* _EXERCISE DIRECTIONS_
The entries below are to be duplicated exactly, with nothing left out.

----- DATA EXCERPTS

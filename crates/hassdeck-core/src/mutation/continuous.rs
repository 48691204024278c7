// ── Continuous controls ──
//
// Sliders and dials: input only moves a local working value, then a
// commit trigger sends exactly one command carrying the final value.
// Until the hub echoes it, a pending marker keeps polls from snapping
// the field back.

use std::sync::{Arc, Mutex, PoisonError};
use std::time::Duration;

use tokio_util::sync::CancellationToken;
use tracing::{debug, warn};

use super::MutationContext;
use crate::error::CoreError;
use crate::hub::ServiceCall;
use crate::model::{ControlField, EntityId, Feature};
use crate::store::{PendingMarker, StoreAction, field_value};

/// When a continuous control sends its value.
#[derive(Debug, Clone, Copy, PartialEq, Eq)]
pub enum CommitTrigger {
    /// After no input has arrived for the given time.
    IdleTimeout(Duration),
    /// On an explicit [`ContinuousControl::release`].
    Release,
}

/// One control surface bound to one entity field.
///
/// Dropping the control cancels any armed timer and clears its marker.
/// Requires a tokio runtime for `IdleTimeout` triggers.
pub struct ContinuousControl {
    inner: Arc<ControlInner>,
}

struct ControlInner {
    ctx: MutationContext,
    entity_id: EntityId,
    field: ControlField,
    trigger: CommitTrigger,
    tolerance: f64,
    working: Mutex<Option<f64>>,
    timer: Mutex<Option<CancellationToken>>,
    lifetime: CancellationToken,
}

impl ContinuousControl {
    /// Bind a control to `field` of `entity_id`.
    ///
    /// Fails if the entity is unknown or cannot take this field.
    pub fn new(
        ctx: MutationContext,
        entity_id: EntityId,
        field: ControlField,
        trigger: CommitTrigger,
        tolerance: f64,
    ) -> Result<Self, CoreError> {
        let entity = ctx
            .store
            .entity(&entity_id)
            .ok_or_else(|| CoreError::EntityNotFound {
                entity_id: entity_id.clone(),
            })?;

        let required = match field {
            ControlField::Temperature => Feature::ClimateTargetTemperature,
            ControlField::CoverPosition => Feature::CoverSetPosition,
            ControlField::CoverTilt => Feature::CoverSetTiltPosition,
            ControlField::FanSpeed => Feature::FanSetSpeed,
            ControlField::ValvePosition => Feature::ValveSetPosition,
        };
        if entity.category() != Some(field.category()) || !entity.features().permits(required) {
            return Err(CoreError::UnsupportedAction {
                action: format!("set {field}"),
                entity_id,
                category: entity.category(),
            });
        }

        Ok(Self {
            inner: Arc::new(ControlInner {
                ctx,
                entity_id,
                field,
                trigger,
                tolerance: if field.is_tolerance_banded() {
                    tolerance
                } else {
                    0.0
                },
                working: Mutex::new(None),
                timer: Mutex::new(None),
                lifetime: CancellationToken::new(),
            }),
        })
    }

    pub fn entity_id(&self) -> &EntityId {
        &self.inner.entity_id
    }

    pub fn field(&self) -> ControlField {
        self.inner.field
    }

    pub fn trigger(&self) -> CommitTrigger {
        self.inner.trigger
    }

    /// The value the control should display: working value, else the store's.
    pub fn value(&self) -> Option<f64> {
        (*self.inner.working.lock().unwrap_or_else(PoisonError::into_inner)).or_else(|| {
            self.inner
                .ctx
                .store
                .entity(&self.inner.entity_id)
                .and_then(|e| e.attribute_f64(self.inner.field.attribute()))
        })
    }

    /// Record a new working value. Never contacts the hub directly.
    pub fn input(&self, value: f64) -> Result<(), CoreError> {
        if !value.is_finite() {
            return Err(CoreError::InvalidValue {
                message: format!("{} must be a finite number", self.inner.field),
            });
        }
        let value = match self.inner.field.range() {
            Some((lo, hi)) => value.clamp(lo, hi),
            None => value,
        };
        *self.inner.working.lock().unwrap_or_else(PoisonError::into_inner) = Some(value);

        if let CommitTrigger::IdleTimeout(delay) = self.inner.trigger {
            self.arm_timer(delay);
        }
        Ok(())
    }

    /// Explicit commit event (pointer release).
    ///
    /// Commits immediately for `Release` controls; idle-timeout controls
    /// ignore it and wait for their timer.
    pub async fn release(&self) -> Result<(), CoreError> {
        match self.inner.trigger {
            CommitTrigger::Release => self.inner.commit().await,
            CommitTrigger::IdleTimeout(_) => Ok(()),
        }
    }

    /// Cancel the armed timer and drop this control's marker.
    ///
    /// A commit already in flight still reverts if it fails.
    pub fn teardown(&self) {
        if self.inner.lifetime.is_cancelled() {
            return;
        }
        self.inner.lifetime.cancel();
        self.inner.ctx.store.dispatch(StoreAction::ClearPending {
            entity_id: self.inner.entity_id.clone(),
            field: self.inner.field,
            revert: false,
        });
        debug!(entity = %self.inner.entity_id, field = %self.inner.field, "control torn down");
    }

    fn arm_timer(&self, delay: Duration) {
        let token = self.inner.lifetime.child_token();
        let previous = self
            .inner
            .timer
            .lock()
            .unwrap_or_else(PoisonError::into_inner)
            .replace(token.clone());
        if let Some(previous) = previous {
            previous.cancel();
        }

        let inner = Arc::clone(&self.inner);
        tokio::spawn(async move {
            tokio::select! {
                biased;
                () = token.cancelled() => {}
                () = tokio::time::sleep(delay) => {
                    if let Err(e) = inner.commit().await {
                        warn!(entity = %inner.entity_id, field = %inner.field, error = %e, "idle commit failed");
                    }
                }
            }
        });
    }
}

impl Drop for ContinuousControl {
    fn drop(&mut self) {
        self.teardown();
    }
}

impl ControlInner {
    /// Send the working value, if any, as one command.
    async fn commit(&self) -> Result<(), CoreError> {
        if self.lifetime.is_cancelled() {
            return Ok(());
        }
        let Some(value) = self
            .working
            .lock()
            .unwrap_or_else(PoisonError::into_inner)
            .take()
        else {
            return Ok(());
        };

        let store = &self.ctx.store;
        let state = store.snapshot();
        let entity = state
            .entity(&self.entity_id)
            .ok_or_else(|| CoreError::EntityNotFound {
                entity_id: self.entity_id.clone(),
            })?;
        // Keep the value confirmed before the first uncommitted edit.
        let confirmed = match state.pending(&self.entity_id, self.field) {
            Some(marker) => marker.confirmed,
            None => entity.attribute_f64(self.field.attribute()),
        };

        let seq = self.ctx.sequencer.next(&self.entity_id);
        store.dispatch(StoreAction::SetPending {
            entity_id: self.entity_id.clone(),
            field: self.field,
            marker: PendingMarker {
                value,
                confirmed,
                tolerance: self.tolerance,
                seq,
            },
        });

        let (service, key) = self.field.service();
        let call = ServiceCall::for_entity(&self.entity_id, service)
            .with_data(key, field_value(self.field, value));

        match self.ctx.hub.call_service(&call).await {
            Ok(()) => {
                debug!(%call, value, seq, "control committed");
                Ok(())
            }
            Err(e) => {
                if self.ctx.sequencer.is_latest(&self.entity_id, seq) {
                    warn!(%call, error = %e, "commit failed, reverting to confirmed value");
                    let cleared = store.dispatch(StoreAction::ClearPending {
                        entity_id: self.entity_id.clone(),
                        field: self.field,
                        revert: true,
                    });
                    // Torn down mid-flight: the marker is gone but the
                    // committed value may still be showing.
                    if !cleared {
                        self.restore(value, confirmed);
                    }
                } else {
                    warn!(%call, error = %e, seq, "stale commit failed, newer command owns the field");
                }
                Err(e)
            }
        }
    }

    /// Put `confirmed` back if the field still shows `committed`.
    fn restore(&self, committed: f64, confirmed: Option<f64>) {
        let Some(confirmed) = confirmed else {
            return;
        };
        let Some(entity) = self.ctx.store.entity(&self.entity_id) else {
            return;
        };
        let showing = entity.attribute_f64(self.field.attribute());
        if showing.is_some_and(|v| (v - committed).abs() < 1e-9) {
            self.ctx.store.dispatch(StoreAction::UpdateEntity(
                entity.with_attribute(self.field.attribute(), field_value(self.field, confirmed)),
            ));
        }
    }
}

----------

* _ANSWER TO THE PROBLEM_
filename crates/hassdeck-core/src/mutation/continuous.rs
repository 48691204024278c7
// ── Continuous controls ──
//
// Sliders and dials: input only moves a local working value, then a
// commit trigger sends exactly one command carrying the final value.
// Until the hub echoes it, a pending marker keeps polls from snapping
// the field back.

use std::sync::{Arc, Mutex, PoisonError};
use std::time::Duration;

use tokio_util::sync::CancellationToken;
use tracing::{debug, warn};

use super::MutationContext;
use crate::error::CoreError;
use crate::hub::ServiceCall;
use crate::model::{ControlField, EntityId, Feature};
use crate::store::{PendingMarker, StoreAction, field_value};

/// When a continuous control sends its value.
#[derive(Debug, Clone, Copy, PartialEq, Eq)]
pub enum CommitTrigger {
    /// After no input has arrived for the given time.
    IdleTimeout(Duration),
    /// On an explicit [`ContinuousControl::release`].
    Release,
}

/// One control surface bound to one entity field.
///
/// Dropping the control cancels any armed timer and clears its marker.
/// Requires a tokio runtime for `IdleTimeout` triggers.
pub struct ContinuousControl {
    inner: Arc<ControlInner>,
}

struct ControlInner {
    ctx: MutationContext,
    entity_id: EntityId,
    field: ControlField,
    trigger: CommitTrigger,
    tolerance: f64,
    working: Mutex<Option<f64>>,
    timer: Mutex<Option<CancellationToken>>,
    lifetime: CancellationToken,
}

impl ContinuousControl {
    /// Bind a control to `field` of `entity_id`.
    ///
    /// Fails if the entity is unknown or cannot take this field.
    pub fn new(
        ctx: MutationContext,
        entity_id: EntityId,
        field: ControlField,
        trigger: CommitTrigger,
        tolerance: f64,
    ) -> Result<Self, CoreError> {
        let entity = ctx
            .store
            .entity(&entity_id)
            .ok_or_else(|| CoreError::EntityNotFound {
                entity_id: entity_id.clone(),
            })?;

        let required = match field {
            ControlField::Temperature => Feature::ClimateTargetTemperature,
            ControlField::CoverPosition => Feature::CoverSetPosition,
            ControlField::CoverTilt => Feature::CoverSetTiltPosition,
            ControlField::FanSpeed => Feature::FanSetSpeed,
            ControlField::ValvePosition => Feature::ValveSetPosition,
        };
        if entity.category() != Some(field.category()) || !entity.features().permits(required) {
            return Err(CoreError::UnsupportedAction {
                action: format!("set {field}"),
                entity_id,
                category: entity.category(),
            });
        }

        Ok(Self {
            inner: Arc::new(ControlInner {
                ctx,
                entity_id,
                field,
                trigger,
                tolerance: if field.is_tolerance_banded() {
                    tolerance
                } else {
                    0.0
                },
                working: Mutex::new(None),
                timer: Mutex::new(None),
                lifetime: CancellationToken::new(),
            }),
        })
    }

    pub fn entity_id(&self) -> &EntityId {
        &self.inner.entity_id
    }

    pub fn field(&self) -> ControlField {
        self.inner.field
    }

    pub fn trigger(&self) -> CommitTrigger {
        self.inner.trigger
    }

    /// The value the control should display: working value, else the store's.
    pub fn value(&self) -> Option<f64> {
        (*self.inner.working.lock().unwrap_or_else(PoisonError::into_inner)).or_else(|| {
            self.inner
                .ctx
                .store
                .entity(&self.inner.entity_id)
                .and_then(|e| e.attribute_f64(self.inner.field.attribute()))
        })
    }

    /// Record a new working value. Never contacts the hub directly.
    pub fn input(&self, value: f64) -> Result<(), CoreError> {
        if !value.is_finite() {
            return Err(CoreError::InvalidValue {
                message: format!("{} must be a finite number", self.inner.field),
            });
        }
        let value = match self.inner.field.range() {
            Some((lo, hi)) => value.clamp(lo, hi),
            None => value,
        };
        *self.inner.working.lock().unwrap_or_else(PoisonError::into_inner) = Some(value);

        if let CommitTrigger::IdleTimeout(delay) = self.inner.trigger {
            self.arm_timer(delay);
        }
        Ok(())
    }

    /// Explicit commit event (pointer release).
    ///
    /// Commits immediately for `Release` controls; idle-timeout controls
    /// ignore it and wait for their timer.
    pub async fn release(&self) -> Result<(), CoreError> {
        match self.inner.trigger {
            CommitTrigger::Release => self.inner.commit().await,
            CommitTrigger::IdleTimeout(_) => Ok(()),
        }
    }

    /// Cancel the armed timer and drop this control's marker.
    ///
    /// A commit already in flight still reverts if it fails.
    pub fn teardown(&self) {
        if self.inner.lifetime.is_cancelled() {
            return;
        }
        self.inner.lifetime.cancel();
        self.inner.ctx.store.dispatch(StoreAction::ClearPending {
            entity_id: self.inner.entity_id.clone(),
            field: self.inner.field,
            revert: false,
        });
        debug!(entity = %self.inner.entity_id, field = %self.inner.field, "control torn down");
    }

    fn arm_timer(&self, delay: Duration) {
        let token = self.inner.lifetime.child_token();
        let previous = self
            .inner
            .timer
            .lock()
            .unwrap_or_else(PoisonError::into_inner)
            .replace(token.clone());
        if let Some(previous) = previous {
            previous.cancel();
        }

        let inner = Arc::clone(&self.inner);
        tokio::spawn(async move {
            tokio::select! {
                biased;
                () = token.cancelled() => {}
                () = tokio::time::sleep(delay) => {
                    if let Err(e) = inner.commit().await {
                        warn!(entity = %inner.entity_id, field = %inner.field, error = %e, "idle commit failed");
                    }
                }
            }
        });
    }
}

impl Drop for ContinuousControl {
    fn drop(&mut self) {
        self.teardown();
    }
}

impl ControlInner {
    /// Send the working value, if any, as one command.
    async fn commit(&self) -> Result<(), CoreError> {
        if self.lifetime.is_cancelled() {
            return Ok(());
        }
        let Some(value) = self
            .working
            .lock()
            .unwrap_or_else(PoisonError::into_inner)
            .take()
        else {
            return Ok(());
        };

        let store = &self.ctx.store;
        let state = store.snapshot();
        let entity = state
            .entity(&self.entity_id)
            .ok_or_else(|| CoreError::EntityNotFound {
                entity_id: self.entity_id.clone(),
            })?;
        // Keep the value confirmed before the first uncommitted edit.
        let confirmed = match state.pending(&self.entity_id, self.field) {
            Some(marker) => marker.confirmed,
            None => entity.attribute_f64(self.field.attribute()),
        };

        let seq = self.ctx.sequencer.next(&self.entity_id);
        store.dispatch(StoreAction::SetPending {
            entity_id: self.entity_id.clone(),
            field: self.field,
            marker: PendingMarker {
                value,
                confirmed,
                tolerance: self.tolerance,
                seq,
            },
        });

        let (service, key) = self.field.service();
        let call = ServiceCall::for_entity(&self.entity_id, service)
            .with_data(key, field_value(self.field, value));

        match self.ctx.hub.call_service(&call).await {
            Ok(()) => {
                debug!(%call, value, seq, "control committed");
                Ok(())
            }
            Err(e) => {
                if self.ctx.sequencer.is_latest(&self.entity_id, seq) {
                    warn!(%call, error = %e, "commit failed, reverting to confirmed value");
                    let cleared = store.dispatch(StoreAction::ClearPending {
                        entity_id: self.entity_id.clone(),
                        field: self.field,
                        revert: true,
                    });
                    // Torn down mid-flight: the marker is gone but the
                    // committed value may still be showing.
                    if !cleared {
                        self.restore(value, confirmed);
                    }
                } else {
                    warn!(%call, error = %e, seq, "stale commit failed, newer command owns the field");
                }
                Err(e)
            }
        }
    }

    /// Put `confirmed` back if the field still shows `committed`.
    fn restore(&self, committed: f64, confirmed: Option<f64>) {
        let Some(confirmed) = confirmed else {
            return;
        };
        let Some(entity) = self.ctx.store.entity(&self.entity_id) else {
            return;
        };
        let showing = entity.attribute_f64(self.field.attribute());
        if showing.is_some_and(|v| (v - committed).abs() < 1e-9) {
            self.ctx.store.dispatch(StoreAction::UpdateEntity(
                entity.with_attribute(self.field.attribute(), field_value(self.field, confirmed)),
            ));
        }
    }
}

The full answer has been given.